Stored data entries:
//! Trained model artifacts
//!
//! The preprocessor and classifier are produced offline and loaded once at
//! startup. They are used only through [`FeatureTransform`] and
//! [`Classifier`]; nothing here trains or mutates them.

pub mod classifier;
pub mod preprocessor;

use std::path::Path;
use std::sync::Arc;

use attrition_common::{Error, Result};
use ndarray::Array2;
use serde::Serialize;
use tracing::{info, warn};

use crate::dataset::Dataset;

pub use classifier::{load_classifier, LogisticRegression};
pub use preprocessor::ColumnTransformer;

/// Number of globally most influential features reported
pub const TOP_FEATURES: usize = 5;

/// Feature-encoding step applied before classification
pub trait FeatureTransform: Send + Sync {
    /// Encode a feature table into a numeric matrix (one row per table row)
    fn transform(&self, features: &Dataset) -> Result<Array2<f64>>;

    /// Names of the output matrix columns, when the transform can tell
    fn feature_names_out(&self) -> Option<Vec<String>> {
        None
    }
}

/// Binary attrition classifier
pub trait Classifier: Send + Sync {
    /// Hard labels (0 = stays, 1 = leaves)
    fn predict(&self, x: &Array2<f64>) -> Result<Vec<u8>>;

    /// Class probabilities, shape `(rows, 2)`; column 1 is attrition
    fn predict_proba(&self, x: &Array2<f64>) -> Result<Array2<f64>>;

    /// Linear coefficients aligned with the input features, if the model has them
    fn coefficients(&self) -> Option<&[f64]> {
        None
    }
}

/// Signed weight of one encoded feature
#[derive(Debug, Clone, PartialEq, Serialize)]
pub struct FeatureWeight {
    pub feature: String,
    pub coefficient: f64,
}

/// Whether the loaded pair supports a global coefficient ranking
#[derive(Debug, Clone, PartialEq)]
pub enum Explainability {
    /// Features ranked by descending absolute coefficient
    Linear(Vec<FeatureWeight>),
    Opaque,
}

impl Explainability {
    /// Pair coefficients with output feature names
    pub fn resolve(transform: &dyn FeatureTransform, classifier: &dyn Classifier) -> Self {
        let (Some(coefficients), Some(names)) =
            (classifier.coefficients(), transform.feature_names_out())
        else {
            return Explainability::Opaque;
        };

        if coefficients.len() != names.len() {
            warn!(
                "Coefficient count {} does not match feature count {}; importance ranking disabled",
                coefficients.len(),
                names.len()
            );
            return Explainability::Opaque;
        }

        let mut ranked: Vec<FeatureWeight> = names
            .into_iter()
            .zip(coefficients.iter().copied())
            .map(|(feature, coefficient)| FeatureWeight {
                feature,
                coefficient,
            })
            .collect();
        ranked.sort_by(|a, b| b.coefficient.abs().total_cmp(&a.coefficient.abs()));
        Explainability::Linear(ranked)
    }

    /// The `n` strongest features, empty when opaque
    pub fn top(&self, n: usize) -> Vec<FeatureWeight> {
        match self {
            Explainability::Linear(ranked) => ranked.iter().take(n).cloned().collect(),
            Explainability::Opaque => Vec::new(),
        }
    }
}

/// Loaded preprocessor + classifier pair
pub struct ModelArtifacts {
    pub preprocessor: Arc<dyn FeatureTransform>,
    pub classifier: Arc<dyn Classifier>,
    pub explainability: Explainability,
}

impl ModelArtifacts {
    pub fn new(preprocessor: Arc<dyn FeatureTransform>, classifier: Arc<dyn Classifier>) -> Self {
        let explainability = Explainability::resolve(preprocessor.as_ref(), classifier.as_ref());
        Self {
            preprocessor,
            classifier,
            explainability,
        }
    }

    /// Read both artifacts from disk
    pub fn load(model_path: &Path, preprocessor_path: &Path) -> Result<Self> {
        let preprocessor = ColumnTransformer::from_json(&read_artifact(preprocessor_path)?)?;
        info!(
            "Loaded preprocessor from {} ({} output features)",
            preprocessor_path.display(),
            preprocessor.n_features_out()
        );

        let classifier = load_classifier(&read_artifact(model_path)?)?;
        info!("Loaded classifier from {}", model_path.display());

        let artifacts = Self::new(Arc::new(preprocessor), classifier);
        match &artifacts.explainability {
            Explainability::Linear(ranked) => {
                info!("Linear explainability available ({} features)", ranked.len())
            }
            Explainability::Opaque => info!("Classifier is opaque; no importance ranking"),
        }
        Ok(artifacts)
    }
}

fn read_artifact(path: &Path) -> Result<String> {
    std::fs::read_to_string(path)
        .map_err(|e| Error::Artifact(format!("Failed to read {}: {}", path.display(), e)))
}
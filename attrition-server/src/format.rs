//! Number formatting shared by chart labels and risk-factor messages

/// Render an integer with comma thousands separators (`12345` -> `12,345`)
pub fn group_thousands(value: i64) -> String {
    let digits = value.unsigned_abs().to_string();
    let mut grouped = String::with_capacity(digits.len() + digits.len() / 3 + 1);
    if value < 0 {
        grouped.push('-');
    }
    for (i, ch) in digits.chars().enumerate() {
        if i > 0 && (digits.len() - i) % 3 == 0 {
            grouped.push(',');
        }
        grouped.push(ch);
    }
    grouped
}

/// Render a float the way analysts see it in exported tables:
/// whole values keep one decimal place (`11.0`), others print in full.
pub fn decimal(value: f64) -> String {
    if value.is_finite() && value.fract() == 0.0 && value.abs() < 1e16 {
        format!("{:.1}", value)
    } else {
        format!("{}", value)
    }
}
//! Prediction & explanation engine
//!
//! Pipeline: drop the target column, encode with the preprocessor, classify,
//! tier each probability and attach rule-based risk factors. Any failure
//! aborts the whole run; no partial result is returned.

pub mod drivers;
pub mod risk;

use attrition_common::schema::{EMPLOYEE_ID_COLUMN, TARGET_COLUMN};
use attrition_common::Error;
use serde::Serialize;
use tracing::debug;

use crate::dataset::{Dataset, RowView};
use crate::error::ApiResult;
use crate::model::{FeatureWeight, ModelArtifacts, TOP_FEATURES};
pub use risk::RiskTier;

/// Per-employee prediction
#[derive(Debug, Clone, Serialize)]
pub struct PredictionResult {
    pub index: usize,
    pub employee_id: String,
    pub name: String,
    pub department: String,
    pub job_role: String,
    pub attrition_prediction: &'static str,
    /// Probability of attrition on a 0-100 scale
    pub attrition_probability: f64,
    pub risk_level: RiskTier,
    pub age: Option<i64>,
    pub monthly_income: Option<f64>,
    pub years_at_company: Option<i64>,
    pub risk_factors: Vec<String>,
}

/// Aggregate over all predictions
#[derive(Debug, Clone, Serialize)]
pub struct PredictionSummary {
    pub total_employees: usize,
    pub high_risk: usize,
    pub medium_risk: usize,
    pub low_risk: usize,
    /// Mean probability on a 0-100 scale; 0.0 for an empty table
    pub average_attrition_probability: f64,
}

/// POST /predict payload
#[derive(Debug, Clone, Serialize)]
pub struct PredictionReport {
    pub status: &'static str,
    pub predictions: Vec<PredictionResult>,
    pub summary: PredictionSummary,
    pub top_risk_factors: Vec<FeatureWeight>,
}

/// Score every row of the session table
pub fn predict(dataset: &Dataset, artifacts: &ModelArtifacts) -> ApiResult<PredictionReport> {
    let features = dataset.without_column(TARGET_COLUMN);
    debug!("Scoring {} rows with {} feature columns", features.n_rows(), features.n_cols());

    let x = artifacts.preprocessor.transform(&features)?;
    let labels = artifacts.classifier.predict(&x)?;
    let proba = artifacts.classifier.predict_proba(&x)?;

    if labels.len() != dataset.n_rows() || proba.nrows() != dataset.n_rows() || proba.ncols() < 2 {
        return Err(Error::Internal(format!(
            "classifier returned {} labels and {}x{} probabilities for {} rows",
            labels.len(),
            proba.nrows(),
            proba.ncols(),
            dataset.n_rows()
        ))
        .into());
    }
    let probabilities = proba.column(1);

    let predictions: Vec<PredictionResult> = dataset
        .iter_rows()
        .map(|row| {
            let p = probabilities[row.index()];
            build_result(&row, labels[row.index()], p)
        })
        .collect();

    let count = |tier: RiskTier| predictions.iter().filter(|r| r.risk_level == tier).count();
    let average = if probabilities.is_empty() {
        0.0
    } else {
        probabilities.sum() / probabilities.len() as f64 * 100.0
    };

    let summary = PredictionSummary {
        total_employees: predictions.len(),
        high_risk: count(RiskTier::High),
        medium_risk: count(RiskTier::Medium),
        low_risk: count(RiskTier::Low),
        average_attrition_probability: average,
    };

    Ok(PredictionReport {
        status: "success",
        predictions,
        summary,
        top_risk_factors: artifacts.explainability.top(TOP_FEATURES),
    })
}

fn build_result(row: &RowView<'_>, label: u8, probability: f64) -> PredictionResult {
    let tier = RiskTier::from_probability(probability);
    let employee_id = row
        .text(EMPLOYEE_ID_COLUMN)
        .unwrap_or_else(|| row.index().to_string());

    PredictionResult {
        index: row.index(),
        name: employee_id.clone(),
        employee_id,
        department: row.text("Department").unwrap_or_else(|| "Unknown".to_string()),
        job_role: row.text("JobRole").unwrap_or_else(|| "Unknown".to_string()),
        attrition_prediction: if label == 1 { "Yes" } else { "No" },
        attrition_probability: probability * 100.0,
        risk_level: tier,
        age: row.number("Age").map(|v| v.trunc() as i64),
        monthly_income: row.number("MonthlyIncome"),
        years_at_company: row.number("YearsAtCompany").map(|v| v.trunc() as i64),
        risk_factors: drivers::risk_factors(row, tier),
    }
}
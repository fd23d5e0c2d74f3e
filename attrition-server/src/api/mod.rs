//! HTTP API handlers for attrition-server
//!
//! Handlers only extract, delegate and serialize. Table parsing, statistics
//! and scoring run on the blocking pool so large uploads do not stall the
//! async workers.

pub mod explore;
pub mod health;
pub mod predict;
pub mod summary;
pub mod upload;

pub use explore::explore_routes;
pub use health::health_routes;
pub use predict::predict_routes;
pub use summary::summary_routes;
pub use upload::upload_routes;

use crate::error::{ApiError, ApiResult};

/// Run a CPU-bound pipeline stage off the async runtime
///
/// Server-side failures come back wrapped in [`ApiError::Stage`].
pub(crate) async fn run_blocking<T, F>(stage: &'static str, work: F) -> ApiResult<T>
where
    F: FnOnce() -> ApiResult<T> + Send + 'static,
    T: Send + 'static,
{
    tokio::task::spawn_blocking(work)
        .await
        .map_err(|e| ApiError::Internal(format!("worker task aborted: {}", e)))
        .and_then(|result| result)
        .map_err(|e| e.in_stage(stage))
}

• [REQUIRED ACTION] Retype exactly the lines above, from the one with "per table row)" through the one with "1 is attrition", inclusive.

• [TASK RESPONSE]
    /// Encode a feature table into a numeric matrix (one row per table row)
    fn transform(&self, features: &Dataset) -> Result<Array2<f64>>;

    /// Names of the output matrix columns, when the transform can tell
    fn feature_names_out(&self) -> Option<Vec<String>> {
        None
    }
}

/// Binary attrition classifier
pub trait Classifier: Send + Sync {
    /// Hard labels (0 = stays, 1 = leaves)
    fn predict(&self, x: &Array2<f64>) -> Result<Vec<u8>>;

    /// Class probabilities, shape `(rows, 2)`; column 1 is attrition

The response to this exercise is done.